Figure 6. Structural determinants of polyamine substrate specificity

(a) Assembly of the APAH dimer constricts the approach to the active site through an “L”-shaped tunnel indicated by red dotted line. Reprinted from ref. . Copyright 2011 American Chemical Society. (b) Stereoview showing the superposition of the polyamine deacetylase domain of HDAC10 with HDAC6 catalytic domains CD1 and CD2. The P(E,A)CE motif (purple) is conserved in HDAC10 orthologs and constricts the approach to the active site, as indicated by the binding of the transition state analogue AAT (stick figure). A close-up view of the P(E,A)CE motif is also visible in Figure 4c. Reprinted from Ref. .

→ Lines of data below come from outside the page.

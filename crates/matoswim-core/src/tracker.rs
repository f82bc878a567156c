//! Owner of the current reading, the accepted-value log and the settings.

use std::collections::VecDeque;
use std::sync::Arc;
use std::time::Duration;

use time::OffsetDateTime;
use tokio::sync::{Mutex, Notify};
use tokio::time::Instant;
use tracing::{debug, info, warn};

use matoswim_types::{ChangeResult, Reading, ReadingSource, TrackerSnapshot};

use crate::notify::{DEFAULT_COOLDOWN, DEFAULT_DEBOUNCE, Due, Evaluation, NotificationScheduler};
use crate::preferences::{DEFAULT_THRESHOLD, Preferences};
use crate::seed::SeedData;

/// Default number of accepted readings kept in memory.
pub const DEFAULT_LOG_CAPACITY: usize = 1000;

/// Tracker shared between the poll scheduler, the dispatcher and the API.
pub type SharedTracker = Arc<Mutex<ReadingTracker>>;

/// Tuning for a [`ReadingTracker`].
#[derive(Debug, Clone)]
pub struct TrackerOptions {
    /// Maximum log length; the oldest entries are dropped first.
    pub log_capacity: usize,
    /// Delay before a qualifying reading raises an alert.
    pub debounce: Duration,
    /// Minimum gap between delivered alerts.
    pub cooldown: Duration,
}

impl Default for TrackerOptions {
    fn default() -> Self {
        Self {
            log_capacity: DEFAULT_LOG_CAPACITY,
            debounce: DEFAULT_DEBOUNCE,
            cooldown: DEFAULT_COOLDOWN,
        }
    }
}

/// Holds the latest reading and decides whether a candidate is new.
///
/// All mutation happens through `&mut self`, so the dedupe check, the
/// replacement, the log append and the persistence write form one critical
/// section under the owning lock.
#[derive(Debug)]
pub struct ReadingTracker {
    preferences: Preferences,
    current: Option<Reading>,
    log: VecDeque<Reading>,
    log_capacity: usize,
    threshold: f64,
    notifications_enabled: bool,
    notifications: NotificationScheduler,
}

impl ReadingTracker {
    /// Restore state at activation.
    ///
    /// The current reading comes from the persisted value, else the seed
    /// entry for today's date, else stays absent. Bootstrapping never touches
    /// the log and never schedules an alert. Unreadable settings fall back to
    /// their defaults.
    pub fn activate(
        preferences: Preferences,
        seed: Option<&SeedData>,
        now: OffsetDateTime,
        options: TrackerOptions,
    ) -> Self {
        let threshold = preferences.threshold().unwrap_or_else(|e| {
            warn!("Using default threshold: {}", e);
            DEFAULT_THRESHOLD
        });
        let notifications_enabled = preferences.notifications_enabled().unwrap_or_else(|e| {
            warn!("Notifications disabled: {}", e);
            false
        });

        let persisted = preferences
            .last_reading(now.date(), now.offset(), now)
            .unwrap_or_else(|e| {
                warn!("Ignoring persisted reading: {}", e);
                None
            });

        let current = persisted.or_else(|| {
            seed.and_then(|s| s.value_for(now.date()))
                .map(|value| Reading::new(value, now).with_source(ReadingSource::Seed))
        });

        match &current {
            Some(reading) => info!("Restored {} reading {}", reading.source, reading),
            None => info!("No reading available at activation"),
        }

        Self {
            preferences,
            current,
            log: VecDeque::new(),
            log_capacity: options.log_capacity.max(1),
            threshold,
            notifications_enabled,
            notifications: NotificationScheduler::new(options.debounce, options.cooldown),
        }
    }

    /// Wrap the tracker for sharing.
    pub fn into_shared(self) -> SharedTracker {
        Arc::new(Mutex::new(self))
    }

    /// Offer a candidate reading.
    ///
    /// A candidate whose one-decimal value equals the current one is
    /// discarded without any mutation. Otherwise it becomes current, is
    /// appended to the log, is persisted, and is handed to the notification
    /// scheduler.
    pub fn submit(&mut self, candidate: Reading, now: Instant) -> ChangeResult {
        if self
            .current
            .as_ref()
            .is_some_and(|current| current.same_value(&candidate))
        {
            debug!("Reading {} unchanged", candidate.formatted_value());
            return ChangeResult::Unchanged;
        }

        self.current = Some(candidate.clone());
        if self.log.len() >= self.log_capacity {
            self.log.pop_front();
        }
        self.log.push_back(candidate.clone());

        if let Err(e) = self.preferences.save_reading(&candidate) {
            warn!("Failed to persist reading {}: {}", candidate, e);
        }

        info!("Water temperature updated: {}", candidate);

        match self.notifications.evaluate(
            &candidate,
            self.threshold,
            self.notifications_enabled,
            now,
        ) {
            Evaluation::Scheduled { superseded, .. } => {
                debug!("Threshold reached (superseded pending: {})", superseded)
            }
            Evaluation::BelowThreshold { cancelled: true }
            | Evaluation::Disabled { cancelled: true } => {
                debug!("Pending alert withdrawn")
            }
            _ => {}
        }

        ChangeResult::Changed(candidate)
    }

    /// The current reading, if any.
    pub fn current(&self) -> Option<&Reading> {
        self.current.as_ref()
    }

    /// Accepted readings in arrival order.
    pub fn log(&self) -> impl ExactSizeIterator<Item = &Reading> {
        self.log.iter()
    }

    /// Number of entries in the log.
    pub fn log_len(&self) -> usize {
        self.log.len()
    }

    /// Alert threshold in degrees Celsius.
    pub fn threshold(&self) -> f64 {
        self.threshold
    }

    /// Whether alerts are enabled.
    pub fn notifications_enabled(&self) -> bool {
        self.notifications_enabled
    }

    /// Change and persist the threshold.
    ///
    /// A pending alert is re-checked against the new threshold when it fires.
    pub fn set_threshold(&mut self, threshold: f64) {
        self.threshold = threshold;
        if let Err(e) = self.preferences.save_threshold(threshold) {
            warn!("Failed to persist threshold: {}", e);
        }
        info!("Threshold set to {:.1}°C", threshold);
    }

    /// Enable or disable alerts and persist the flag.
    ///
    /// Disabling cancels any pending alert.
    pub fn set_notifications_enabled(&mut self, enabled: bool) {
        self.notifications_enabled = enabled;
        if !enabled {
            self.notifications.cancel();
        }
        if let Err(e) = self.preferences.save_notifications_enabled(enabled) {
            warn!("Failed to persist notifications flag: {}", e);
        }
        info!(
            "Notifications {}",
            if enabled { "enabled" } else { "disabled" }
        );
    }

    /// Display-ready view of the state.
    pub fn snapshot(&self) -> TrackerSnapshot {
        TrackerSnapshot::new(
            self.current.as_ref(),
            self.threshold,
            self.notifications_enabled,
            self.log.len(),
        )
    }

    /// The notification scheduler.
    pub fn notifications(&self) -> &NotificationScheduler {
        &self.notifications
    }

    /// Deadline of the pending alert, if any.
    pub fn pending_deadline(&self) -> Option<Instant> {
        self.notifications.pending_deadline()
    }

    /// Handle signalled whenever the pending deadline changes.
    pub fn timer(&self) -> Arc<Notify> {
        self.notifications.timer()
    }

    /// Re-check the pending alert against the current settings.
    pub fn take_due_alert(&mut self, now: Instant) -> Due {
        self.notifications
            .take_due(now, self.threshold, self.notifications_enabled)
    }

    /// Start the cooldown after a successful delivery.
    pub fn record_notification_delivery(&mut self, now: Instant) {
        self.notifications.record_delivery(now);
    }
}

Figure 7. Domain architecture of class IIb HDACs

(a) The HDAC6 structure reported by Miyake and colleagues (PDB 5G0J) consists of two catalytically active domains, CD1 (cyan) and CD2 (mauve), connected by an interdomain linker (green). Active sites are indicated by red arrows. Helices that mediate domain-domain association are indicated. (b) The HDAC10 structure reported by Hai and colleagues (PDB 5TD7) consists of a catalytically active polyamine deacetylase domain (PDAC, blue) and a catalytically inactive pseudo-deacetylase domain (ΨDAC, green). The active site in the PDAC domain is indicated by the binding of transition state analogue AAT (stick figure). The interdomain linker is proteolytically nicked and is not observed in the crystal structure.

Figure 8. HDAC10 as a mediator of autophagy

(a) As reported by Oehme and colleagues, BE(2)-C human neuroblastoma cells were stably transfected with short hairpin RNAs targeting HDAC10 (shR-1, -2, -3, -4) or a negative control (shR-NC). Cells were treated with 0.05 μg/mL doxorubicin (a cytotoxic cancer chemotherapy drug) or normal culture medium. After 10 days, colonies were stained and results were quantified (bar diagram; shR-NC, open bars; shR-HDAC10, filled bars). The Western Blot shows HDAC10 expression in stably transfected cells, and β-actin was used as a loading control. Knockdown of HDAC10 clearly enhances the cytotoxicity of doxorubicin relative to the negative control treated with shR-NC. Reprinted with permission from Ref. . (b) Summary of proposed roles of HDAC10 and N^8-acetylspermidine in promoting autophagy. A selective inhibitor of HDAC10 (HDACi) will blunt the autophagic response to cytotoxic cancer drugs such as doxorubicin and thus render cancer cells more susceptible to chemotherapy.